**What to do**
Output the records again verbatim.
#### Extracted entries
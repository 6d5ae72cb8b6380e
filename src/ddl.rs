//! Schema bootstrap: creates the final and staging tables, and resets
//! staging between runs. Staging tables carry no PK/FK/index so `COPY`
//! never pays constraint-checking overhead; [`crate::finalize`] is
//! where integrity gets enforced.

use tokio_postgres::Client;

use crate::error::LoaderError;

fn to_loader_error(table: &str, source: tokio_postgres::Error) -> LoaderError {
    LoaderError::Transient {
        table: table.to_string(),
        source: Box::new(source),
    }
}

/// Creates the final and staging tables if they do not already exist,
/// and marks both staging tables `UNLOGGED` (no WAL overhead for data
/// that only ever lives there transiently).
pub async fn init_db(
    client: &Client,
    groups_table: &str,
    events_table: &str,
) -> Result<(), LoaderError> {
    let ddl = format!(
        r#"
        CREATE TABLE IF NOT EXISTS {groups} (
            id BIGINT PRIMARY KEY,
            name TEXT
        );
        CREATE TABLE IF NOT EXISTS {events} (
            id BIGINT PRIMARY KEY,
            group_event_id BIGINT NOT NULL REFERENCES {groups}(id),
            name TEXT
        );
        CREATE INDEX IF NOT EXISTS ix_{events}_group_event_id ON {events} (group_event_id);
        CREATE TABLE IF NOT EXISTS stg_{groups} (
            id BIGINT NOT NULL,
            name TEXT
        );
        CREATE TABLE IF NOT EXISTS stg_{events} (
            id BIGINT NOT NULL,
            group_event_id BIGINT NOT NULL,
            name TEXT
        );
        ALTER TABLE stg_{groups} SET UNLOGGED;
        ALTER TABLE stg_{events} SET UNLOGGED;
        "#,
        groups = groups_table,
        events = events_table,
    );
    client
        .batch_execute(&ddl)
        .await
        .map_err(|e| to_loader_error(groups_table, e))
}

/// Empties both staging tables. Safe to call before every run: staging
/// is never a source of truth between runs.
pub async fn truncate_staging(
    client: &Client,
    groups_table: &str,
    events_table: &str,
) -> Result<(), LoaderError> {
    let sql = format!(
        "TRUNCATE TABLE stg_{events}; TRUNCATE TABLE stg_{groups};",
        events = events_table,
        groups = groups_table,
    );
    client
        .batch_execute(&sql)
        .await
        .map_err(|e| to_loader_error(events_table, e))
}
########
**Output for this task**
repository 6d5ae72cb8b6380e
filename src/ddl.rs
//! Schema bootstrap: creates the final and staging tables, and resets
//! staging between runs. Staging tables carry no PK/FK/index so `COPY`
//! never pays constraint-checking overhead; [`crate::finalize`] is
//! where integrity gets enforced.

use tokio_postgres::Client;

use crate::error::LoaderError;

fn to_loader_error(table: &str, source: tokio_postgres::Error) -> LoaderError {
    LoaderError::Transient {
        table: table.to_string(),
        source: Box::new(source),
    }
}

/// Creates the final and staging tables if they do not already exist,
/// and marks both staging tables `UNLOGGED` (no WAL overhead for data
/// that only ever lives there transiently).
pub async fn init_db(
    client: &Client,
    groups_table: &str,
    events_table: &str,
) -> Result<(), LoaderError> {
    let ddl = format!(
        r#"
        CREATE TABLE IF NOT EXISTS {groups} (
            id BIGINT PRIMARY KEY,
            name TEXT
        );
        CREATE TABLE IF NOT EXISTS {events} (
            id BIGINT PRIMARY KEY,
            group_event_id BIGINT NOT NULL REFERENCES {groups}(id),
            name TEXT
        );
        CREATE INDEX IF NOT EXISTS ix_{events}_group_event_id ON {events} (group_event_id);
        CREATE TABLE IF NOT EXISTS stg_{groups} (
            id BIGINT NOT NULL,
            name TEXT
        );
        CREATE TABLE IF NOT EXISTS stg_{events} (
            id BIGINT NOT NULL,
            group_event_id BIGINT NOT NULL,
            name TEXT
        );
        ALTER TABLE stg_{groups} SET UNLOGGED;
        ALTER TABLE stg_{events} SET UNLOGGED;
        "#,
        groups = groups_table,
        events = events_table,
    );
    client
        .batch_execute(&ddl)
        .await
        .map_err(|e| to_loader_error(groups_table, e))
}

/// Empties both staging tables. Safe to call before every run: staging
/// is never a source of truth between runs.
pub async fn truncate_staging(
    client: &Client,
    groups_table: &str,
    events_table: &str,
) -> Result<(), LoaderError> {
    let sql = format!(
        "TRUNCATE TABLE stg_{events}; TRUNCATE TABLE stg_{groups};",
        events = events_table,
        groups = groups_table,
    );
    client
        .batch_execute(&sql)
        .await
        .map_err(|e| to_loader_error(events_table, e))
}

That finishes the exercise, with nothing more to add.